She could feel him puff up. “You are entirely welcome.”
“I mean it. It’s belated, I know, but thanks.”
“It’s okay.”
“I’m just a little distracted.”
He gestured impatiently. “Start walking. It’s freezing out here, and I have to see you safely home before I can take cover myself. Mr. Gask is still out here, and he has a couple of his demon cronies with him. They were watching you talk with the Indian.”
“With Two Bears?” She glanced around quickly.
“Don’t worry, they didn’t follow you. I was watching to make sure. Come on, keep moving, don’t be looking around like you didn’t know the way. I’ll keep watch for the both of us.”
She made her way to the fence and squeezed through the gap to the other side. Ahead, the park was a white blur. The residences to her left and the bayou and railroad tracks to her right had disappeared completely. But even in weather conditions as bad as this, she could find her way, the park as familiar to her as her own bedroom in darkest night. Head lowered against the stinging gusts of frozen snow and bitter wind, she moved down the road past the Indian mounds.

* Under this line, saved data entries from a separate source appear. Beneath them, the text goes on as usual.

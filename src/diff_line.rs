/// Joins the two sides of a modified line in its composite content.
pub const MODIFIED_SEPARATOR: &str = " → ";

#[derive(Debug, Clone, Copy, PartialEq, Eq, Hash)]
pub enum LineKind {
    Unchanged,
    Added,
    Removed,
    Modified,
}

impl LineKind {
    /// Prefix used by the unified view and the exported diff text.
    pub fn prefix(self) -> &'static str {
        match self {
            LineKind::Unchanged => "  ",
            LineKind::Added => "+ ",
            LineKind::Removed => "- ",
            LineKind::Modified => "~ ",
        }
    }
}

/// One row of comparison output.
///
/// Line numbers are 1-based. Which of them is present depends on the kind:
/// `Unchanged` and `Modified` carry both, `Removed` only the left one and
/// `Added` only the right one.
#[derive(Debug, Clone, PartialEq, Eq)]
pub struct LineRecord {
    kind: LineKind,
    left_line_num: Option<usize>,
    right_line_num: Option<usize>,
    content: String,
    // Byte offset of MODIFIED_SEPARATOR inside `content`, for Modified only.
    split_at: Option<usize>,
}

impl LineRecord {
    pub fn unchanged(content: &str, left_line_num: usize, right_line_num: usize) -> Self {
        Self {
            kind: LineKind::Unchanged,
            left_line_num: Some(left_line_num),
            right_line_num: Some(right_line_num),
            content: content.to_string(),
            split_at: None,
        }
    }

    pub fn added(content: &str, right_line_num: usize) -> Self {
        Self {
            kind: LineKind::Added,
            left_line_num: None,
            right_line_num: Some(right_line_num),
            content: content.to_string(),
            split_at: None,
        }
    }

    pub fn removed(content: &str, left_line_num: usize) -> Self {
        Self {
            kind: LineKind::Removed,
            left_line_num: Some(left_line_num),
            right_line_num: None,
            content: content.to_string(),
            split_at: None,
        }
    }

    pub fn modified(left: &str, right: &str, line_num: usize) -> Self {
        let mut content =
            String::with_capacity(left.len() + MODIFIED_SEPARATOR.len() + right.len());
        content.push_str(left);
        content.push_str(MODIFIED_SEPARATOR);
        content.push_str(right);

        Self {
            kind: LineKind::Modified,
            left_line_num: Some(line_num),
            right_line_num: Some(line_num),
            content,
            split_at: Some(left.len()),
        }
    }

    pub fn kind(&self) -> LineKind {
        self.kind
    }

    pub fn left_line_num(&self) -> Option<usize> {
        self.left_line_num
    }

    pub fn right_line_num(&self) -> Option<usize> {
        self.right_line_num
    }

    /// The shared text, the single side's text, or `left → right` for a
    /// modified line.
    pub fn content(&self) -> &str {
        &self.content
    }

    /// Text of the left side, if this record has one.
    pub fn left_text(&self) -> Option<&str> {
        match self.kind {
            LineKind::Unchanged | LineKind::Removed => Some(&self.content),
            LineKind::Modified => self.split_at.map(|at| &self.content[..at]),
            LineKind::Added => None,
        }
    }

    /// Text of the right side, if this record has one.
    pub fn right_text(&self) -> Option<&str> {
        match self.kind {
            LineKind::Unchanged | LineKind::Added => Some(&self.content),
            LineKind::Modified => self
                .split_at
                .map(|at| &self.content[at + MODIFIED_SEPARATOR.len()..]),
            LineKind::Removed => None,
        }
    }
}
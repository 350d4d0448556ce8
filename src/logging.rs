use std::path::Path;

use anyhow::{Context, Result};
use tracing_appender::non_blocking::WorkerGuard;
use tracing_subscriber::EnvFilter;

/// Installs the global subscriber.
///
/// The TUI owns the terminal, so interactive sessions only log when a file is
/// given. The returned guard flushes the file writer when dropped.
pub fn init(
    log_file: Option<&Path>,
    level: &str,
    interactive: bool,
) -> Result<Option<WorkerGuard>> {
    // Fallback to `level` if RUST_LOG is not set _or_ contains an invalid value
    let filter = EnvFilter::try_from_default_env()
        .or_else(|_| EnvFilter::try_new(level))
        .unwrap_or_else(|_| EnvFilter::new("warn"));

    match log_file {
        Some(path) => {
            let directory = path
                .parent()
                .filter(|dir| !dir.as_os_str().is_empty())
                .unwrap_or_else(|| Path::new("."));
            let file_name = path
                .file_name()
                .with_context(|| format!("log file `{}` has no file name", path.display()))?;

            let appender = tracing_appender::rolling::never(directory, file_name);
            let (writer, guard) = tracing_appender::non_blocking(appender);

            let _ = tracing_subscriber::fmt()
                .with_env_filter(filter)
                .with_ansi(false)
                .with_writer(writer)
                .try_init();
            Ok(Some(guard))
        }
        None if !interactive => {
            let _ = tracing_subscriber::fmt()
                .with_env_filter(filter)
                .with_writer(std::io::stderr)
                .try_init();
            Ok(None)
        }
        None => Ok(None),
    }
}
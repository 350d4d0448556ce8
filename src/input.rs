use std::fs;
use std::io::Read;

use tracing::info;

use crate::error::InputError;

pub const STDIN_SOURCE: &str = "-";

/// One side of a comparison.
#[derive(Debug, Clone, PartialEq, Eq)]
pub struct Side {
    pub name: String,
    pub text: String,
}

impl Side {
    pub fn new(name: impl Into<String>, text: impl Into<String>) -> Self {
        Self {
            name: name.into(),
            text: text.into(),
        }
    }
}

/// Reads one side from a file path, or from stdin when `source` is `-`.
pub fn load_side(source: &str) -> Result<Side, InputError> {
    let bytes = if source == STDIN_SOURCE {
        let mut buf = Vec::new();
        std::io::stdin()
            .read_to_end(&mut buf)
            .map_err(|err| InputError::Io(source.to_string(), err))?;
        buf
    } else {
        fs::read(source).map_err(|err| InputError::Io(source.to_string(), err))?
    };

    let text = String::from_utf8(bytes).map_err(|_| InputError::NotUtf8(source.to_string()))?;
    info!(source, bytes = text.len(), "loaded input");

    Ok(Side::new(source, text))
}

/// Loads both sides, refusing to read stdin twice.
pub fn load_pair(left: &str, right: &str) -> Result<(Side, Side), InputError> {
    if left == STDIN_SOURCE && right == STDIN_SOURCE {
        return Err(InputError::StdinTwice);
    }
    Ok((load_side(left)?, load_side(right)?))
}
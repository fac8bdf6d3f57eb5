//! Traintest CLI
//!
//! Command-line driver for the training integration-test runner.

use clap::{Arg, Command};
use std::path::Path;
use std::process;
use tracing_subscriber::EnvFilter;

use traintest_discover::discover;
use traintest_runner::flavors::flavors_for;
use traintest_runner::Runner;

fn main() {
    let matches = Command::new("traintest")
        .version("0.1.0")
        .about("Integration-test driver for training configurations")
        .arg(
            Arg::new("config-dir")
                .long("config-dir")
                .value_name("DIR")
                .help("Directory scanned for .toml training configurations")
                .default_value("./train_configs"),
        )
        .arg(
            Arg::new("launcher")
                .long("launcher")
                .value_name("SCRIPT")
                .help("Training launcher invoked once per test stage")
                .default_value("./run_llama_train.sh"),
        )
        .arg(
            Arg::new("ngpu")
                .long("ngpu")
                .value_name("N")
                .help("Value passed to the launcher as NGPU")
                .value_parser(clap::value_parser!(u32))
                .default_value("4"),
        )
        .get_matches();

    tracing_subscriber::fmt()
        .with_env_filter(EnvFilter::try_from_default_env().unwrap_or_else(|_| EnvFilter::new("info")))
        .init();

    let config_dir = matches
        .get_one::<String>("config-dir")
        .map(String::as_str)
        .unwrap_or("./train_configs");
    let launcher = matches
        .get_one::<String>("launcher")
        .map(String::as_str)
        .unwrap_or("./run_llama_train.sh");
    let ngpu = matches.get_one::<u32>("ngpu").copied().unwrap_or(4);

    match run(Path::new(config_dir), Path::new(launcher), ngpu) {
        Ok(()) => {}
        Err(e) => {
            eprintln!("{e}");
            process::exit(1);
        }
    }
}

/// Discover qualifying configurations and run every flavor of each one.
///
/// The first failure aborts everything; remaining configurations are not
/// attempted.
fn run(config_dir: &Path, launcher: &Path, ngpu: u32) -> Result<(), anyhow::Error> {
    let configs = discover(config_dir)?;
    if configs.is_empty() {
        tracing::info!("no configurations marked for integration testing");
        return Ok(());
    }

    let runner = Runner::new(launcher.to_path_buf(), ngpu);
    for config in &configs {
        let defs = flavors_for(&config.file_name);
        let summary = runner.run_config(config, &defs)?;
        tracing::info!(
            config = %config.file_name,
            definitions = summary.definitions,
            stages = summary.stages,
            "configuration passed"
        );
    }
    Ok(())
}
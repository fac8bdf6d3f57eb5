//! Traintest - integration-test driver for training configurations
//!
//! Scans a directory of TOML training configurations, selects the ones
//! marked with `job.use_for_integration_test`, and runs the training
//! launcher once per configuration plus once per declared override
//! variation, failing on the first non-zero exit.

pub use traintest_discover as discover;
pub use traintest_model as model;
pub use traintest_runner as runner;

“Tell me what you know about last night,” she suggested, striding steadily forward.
“Not much to tell.” Pick was so light she could barely tell he was there. “I was patrolling the park on Jonathan, just like I always do when there’s trouble about. After what you’d told me about Mr. Gask, I knew he’d be back. Sure enough, I found him down by the ice, hiding in the trees. He didn’t seem to be doing anything, so I took Jonathan high up and out of sight. You went down the toboggan slide once or twice, and Mr. Gask watched. Then someone flashed a light up top by the loading platform, and our demon friend went down to the ice and touched it with his hand. When I saw the cracks start out toward the center, I could see where things were heading. You were already coming down, so I flew out to warn you.”
“Good thing,” she told him.
He grunted. “There’s the understatement of the month. That was a pretty wicked magic he concocted. Lethal stuff. It missed you, but it got that park guy.”
“Ray Childress. I know. It makes me sick.”
Pick was silent for a time. “You better watch out, Nest,” he said finally. “There are bad demons and there are worse-than-bad demons. I think Findo Gask is in a class by himself. He won’t give up. He’ll keep coming after you until he has what he wants.” He paused. “Maybe you ought to just give it to him.”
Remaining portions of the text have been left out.